▶ _Saved entries_
######
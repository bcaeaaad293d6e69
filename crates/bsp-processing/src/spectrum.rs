//! Power spectrum helpers for inspecting raw and filtered waveforms

use bsp_core::{BspError, BspResult};
use rustfft::{FftPlanner, num_complex::Complex};
use serde::{Deserialize, Serialize};

/// One-sided, unnormalised periodogram of a real signal
#[derive(Debug, Clone, PartialEq, Serialize, Deserialize)]
pub struct PowerSpectrum {
    /// Frequency spacing between bins (Hz)
    pub resolution: f64,
    /// Power per bin, from DC up to Nyquist
    pub power: Vec<f64>,
}

impl PowerSpectrum {
    /// Compute the spectrum of `samples` taken at `sampling_rate` Hz.
    ///
    /// The signal is zero-padded to the next power of two.
    pub fn compute(samples: &[f64], sampling_rate: f64) -> BspResult<Self> {
        if samples.is_empty() {
            return Err(BspError::EmptyInput { what: "samples" });
        }
        if !sampling_rate.is_finite() || sampling_rate <= 0.0 {
            return Err(BspError::invalid(
                "fs",
                format!("sampling rate must be positive, got {}", sampling_rate),
            ));
        }

        let fft_size = samples.len().next_power_of_two();
        let mut planner = FftPlanner::<f64>::new();
        let fft = planner.plan_fft_forward(fft_size);

        let mut buffer: Vec<Complex<f64>> = samples
            .iter()
            .map(|&x| Complex::new(x, 0.0))
            .collect();
        buffer.resize(fft_size, Complex::new(0.0, 0.0));
        fft.process(&mut buffer);

        let scale = 1.0 / samples.len() as f64;
        let power = buffer[..=fft_size / 2]
            .iter()
            .map(|c| c.norm_sqr() * scale)
            .collect();

        Ok(PowerSpectrum {
            resolution: sampling_rate / fft_size as f64,
            power,
        })
    }

    /// Centre frequency of bin `idx` (Hz)
    pub fn frequency(&self, idx: usize) -> f64 {
        idx as f64 * self.resolution
    }

    pub fn total_power(&self) -> f64 {
        self.power.iter().sum()
    }

    /// Summed power of the bins whose frequency lies in `[low, high]`
    pub fn band_power(&self, low: f64, high: f64) -> f64 {
        self.power
            .iter()
            .enumerate()
            .filter(|(idx, _)| {
                let freq = self.frequency(*idx);
                freq >= low && freq <= high
            })
            .map(|(_, p)| p)
            .sum()
    }

    /// Fraction of the total power inside `[low, high]`, 0 for a silent signal
    pub fn band_fraction(&self, low: f64, high: f64) -> f64 {
        let total = self.total_power();
        if total > 0.0 {
            self.band_power(low, high) / total
        } else {
            0.0
        }
    }

    /// Frequency of the strongest non-DC bin
    pub fn dominant_frequency(&self) -> Option<f64> {
        self.power
            .iter()
            .enumerate()
            .skip(1)
            .fold(None, |best: Option<(usize, f64)>, (idx, &p)| match best {
                Some((_, best_power)) if best_power >= p => best,
                _ => Some((idx, p)),
            })
            .map(|(idx, _)| self.frequency(idx))
    }
}

#[cfg(test)]
mod tests {
    use super::*;
    use std::f64::consts::PI;

    fn tone(freq: f64, fs: f64, samples: usize) -> Vec<f64> {
        (0..samples)
            .map(|i| (2.0 * PI * freq * i as f64 / fs).sin())
            .collect()
    }

    #[test]
    fn test_dominant_frequency_of_tone() {
        let spectrum = PowerSpectrum::compute(&tone(12.0, 300.0, 3000), 300.0).unwrap();
        assert_eq!(spectrum.power.len(), 4096 / 2 + 1);

        let peak = spectrum.dominant_frequency().unwrap();
        assert!((peak - 12.0).abs() <= spectrum.resolution);
    }

    #[test]
    fn test_band_power_concentrates_around_tone() {
        let data: Vec<f64> = tone(10.0, 256.0, 256)
            .iter()
            .zip(tone(50.0, 256.0, 256))
            .map(|(a, b)| a + 0.5 * b)
            .collect();
        let spectrum = PowerSpectrum::compute(&data, 256.0).unwrap();

        assert!(spectrum.total_power() > 0.0);
        let low_band = spectrum.band_power(5.0, 15.0);
        let high_band = spectrum.band_power(45.0, 55.0);
        assert!(low_band > high_band);
        assert!(spectrum.band_fraction(0.0, 128.0) > 0.999);
    }

    #[test]
    fn test_silent_signal() {
        let spectrum = PowerSpectrum::compute(&[0.0; 64], 100.0).unwrap();
        assert_eq!(spectrum.band_fraction(0.0, 50.0), 0.0);
    }

    #[test]
    fn test_invalid_input() {
        assert_eq!(
            PowerSpectrum::compute(&[], 300.0).unwrap_err(),
            BspError::EmptyInput { what: "samples" }
        );
        assert!(matches!(
            PowerSpectrum::compute(&[1.0, 2.0], 0.0),
            Err(BspError::InvalidParameter { name: "fs", .. })
        ));
    }
}
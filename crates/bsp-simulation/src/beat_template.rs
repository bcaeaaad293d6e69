//! Single-beat ECG template built from Gaussian bumps in phase space

use bsp_core::CardiacPhase;
use std::f64::consts::TAU;

/// Characteristic deflections of one heartbeat
#[derive(Debug, Clone, Copy, PartialEq, Eq)]
pub enum WaveKind {
    P,
    Q,
    R,
    S,
    T,
}

/// One Gaussian bump of the template
#[derive(Debug, Clone, Copy, PartialEq)]
pub struct WaveComponent {
    pub kind: WaveKind,
    /// Phase at which the bump peaks (rad)
    pub center: f64,
    /// Peak voltage (a.u.), negative for downward deflections
    pub amplitude: f64,
    /// Standard deviation in phase (rad)
    pub width: f64,
}

impl WaveComponent {
    /// Contribution of this bump at a phase already reduced to `[0, 2π)`
    pub fn value_at(&self, phase_mod: f64) -> f64 {
        let offset = phase_mod - self.center;
        self.amplitude * (-(offset * offset) / (2.0 * self.width * self.width)).exp()
    }
}

/// P-QRS-T bumps; output compatibility depends on these exact values
pub const WAVE_COMPONENTS: [WaveComponent; 5] = [
    WaveComponent { kind: WaveKind::P, center: 0.80, amplitude: 0.10, width: 0.05 },
    WaveComponent { kind: WaveKind::Q, center: 1.10, amplitude: -0.15, width: 0.02 },
    WaveComponent { kind: WaveKind::R, center: 1.20, amplitude: 1.20, width: 0.01 },
    WaveComponent { kind: WaveKind::S, center: 1.25, amplitude: -0.25, width: 0.02 },
    WaveComponent { kind: WaveKind::T, center: 1.55, amplitude: 0.25, width: 0.08 },
];

/// Amplitude of the sinusoidal baseline riding under every beat
pub const TEMPLATE_BASELINE: f64 = 0.05;

/// ECG voltage contributed at a given cardiac phase (any real, taken mod 2π)
pub fn heartbeat_template(phase: f64) -> f64 {
    let phase_mod = phase.rem_euclid(TAU);
    let base = TEMPLATE_BASELINE * phase_mod.sin();

    WAVE_COMPONENTS
        .iter()
        .fold(base, |acc, component| acc + component.value_at(phase_mod))
}

/// Apply [`heartbeat_template`] to every phase sample
pub fn template_series(phase: &CardiacPhase) -> Vec<f64> {
    phase.iter().map(|&p| heartbeat_template(p)).collect()
}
######
Above are the entries. Output exactly the lines beginning with the line that has "Contribution of this" and ending with the line that has "-0.15, width: 0.02".

▶ _Answer area_
    /// Contribution of this bump at a phase already reduced to `[0, 2π)`
    pub fn value_at(&self, phase_mod: f64) -> f64 {
        let offset = phase_mod - self.center;
        self.amplitude * (-(offset * offset) / (2.0 * self.width * self.width)).exp()
    }
}

/// P-QRS-T bumps; output compatibility depends on these exact values
pub const WAVE_COMPONENTS: [WaveComponent; 5] = [
    WaveComponent { kind: WaveKind::P, center: 0.80, amplitude: 0.10, width: 0.05 },
    WaveComponent { kind: WaveKind::Q, center: 1.10, amplitude: -0.15, width: 0.02 },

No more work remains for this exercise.